Estamos hechos de tiempo, somos el tiempo consumido y el tiempo que aún nos queda por consumir. Las horas conforman nuestras heridas y nuestros fulgores. Viendo Boyhood, la fascinante película de Richard Linklater reflexionamos sobre el tiempo que erosiona rostros, que teje y desteje, que urde su particular trama de espejos sucesivos en los que nos miramos y comprendemos que ya no somos los mismos que fuimos.
Doce años en la vida de un niño y una cámara registrando sensaciones y emociones. Tan sencillo como sublime. Una película de una grandeza absolutamente inusual y nada pretenciosa. Un ejemplo de cine con mayúsculas, de milagro lírico porque una reflexión de esta naturaleza tiene mucho de poema vital.
Del niño que juega al hombre emergente que empieza la vida universitaria. Y entre medias la vida azarosa, los trasiegos familiares, los nudos que nos atan, el padre y la madre que son testigos de esa luz cambiante, de ese tiempo que va quemando etapas. Y uno piensa en Antoine Doinel y en los distintos rostros de Jean Pierre Léaud y piensa en su hija que crece, que es rostro cambiante, sueño creciente, vida al encuentro de otras vidas, de otras formas de ser que habitan en un mismo cuerpo.
Linklater ha sabido construir un retrato ejemplar y único de la adolescencia. De alguna manera Mason somos nosotros mismos que vamos advirtiendo cómo ese niño va transformándose en la pantalla, atravesando las distintas etapas de la adolescencia con sus incertidumbres e inseguridades. La película no se desliga de la poética del ser y del devenir que el cineasta dibujó en su trilogía formada por Antes del amanecer, Antes del atardecer y Antes del anochecer.
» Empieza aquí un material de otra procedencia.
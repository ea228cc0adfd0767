use std::path::PathBuf;

use clap::Parser;
use clap::builder::Styles;
use clap::builder::styling::{AnsiColor, Effects};
use mcp_graphql::server::Server;
use runtime::Config;
use tracing::info;

mod runtime;

/// Clap styling
const STYLES: Styles = Styles::styled()
    .header(AnsiColor::Green.on_default().effects(Effects::BOLD))
    .usage(AnsiColor::Green.on_default().effects(Effects::BOLD))
    .literal(AnsiColor::Cyan.on_default().effects(Effects::BOLD))
    .placeholder(AnsiColor::Cyan.on_default());

/// Arguments to the MCP server
#[derive(Debug, Parser)]
#[command(
    version,
    styles = STYLES,
    about = "mcp-graphql - expose a GraphQL endpoint to AI agents over MCP",
    after_help = "The endpoint is read from URL and custom headers from HEADERS or HEADER. Any \
                  config key can also be set through MCP_GRAPHQL_<KEY>, using __ between nested keys."
)]
struct Args {
    /// Path to an optional YAML config file
    config: Option<PathBuf>,
}

#[tokio::main]
async fn main() -> anyhow::Result<()> {
    let args = Args::parse();
    let config: Config = match args.config {
        Some(config_path) => runtime::read_config(config_path)?,
        None => runtime::read_config_from_env()?,
    };

    let _guard = config.logging.setup()?;

    info!("mcp-graphql v{}", std::env!("CARGO_PKG_VERSION"));

    let forwarder_config = config.forwarder_config()?;

    Ok(Server::builder()
        .transport(config.transport)
        .forwarder_config(forwarder_config)
        .build()
        .start()
        .await?)
}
La presencia de Ethan Hawke refuerza esas relaciones entre ese corpus y el que revela esta pequeña gran obra, pequeña -en el mejor sentido del término- por su forma de dibujarse, de entregarse al espectador, sin grandes subrayados, sin giros narrativos ni grandes sorpresas.
Lo que Linklater ha buscado es dejar constancia de las voces y los ecos que nos sustentan, de ese gesto, de esa búsqueda, de ese sentimiento que suele configurarnos. Antonio Machado afirmaba que la poesía era palabra en el tiempo. En Boyhood hay mucho de esa percepción temporal que personifica Mason con sus cuitas y alegrías cotidianas al que de pronto vemos encontrando en la fotografía una forma de registrar el latido fugitivo del tiempo, su propio latido.
Lo más importante de Boyhood es la verdad que dibuja en la pantalla, el alcance emocional de esa verdad, sin necesidad de imposturas, de trucajes, de efectismos, eso tan abundante en las series de televisión y en las propuestas cinematográficas de hoy en día.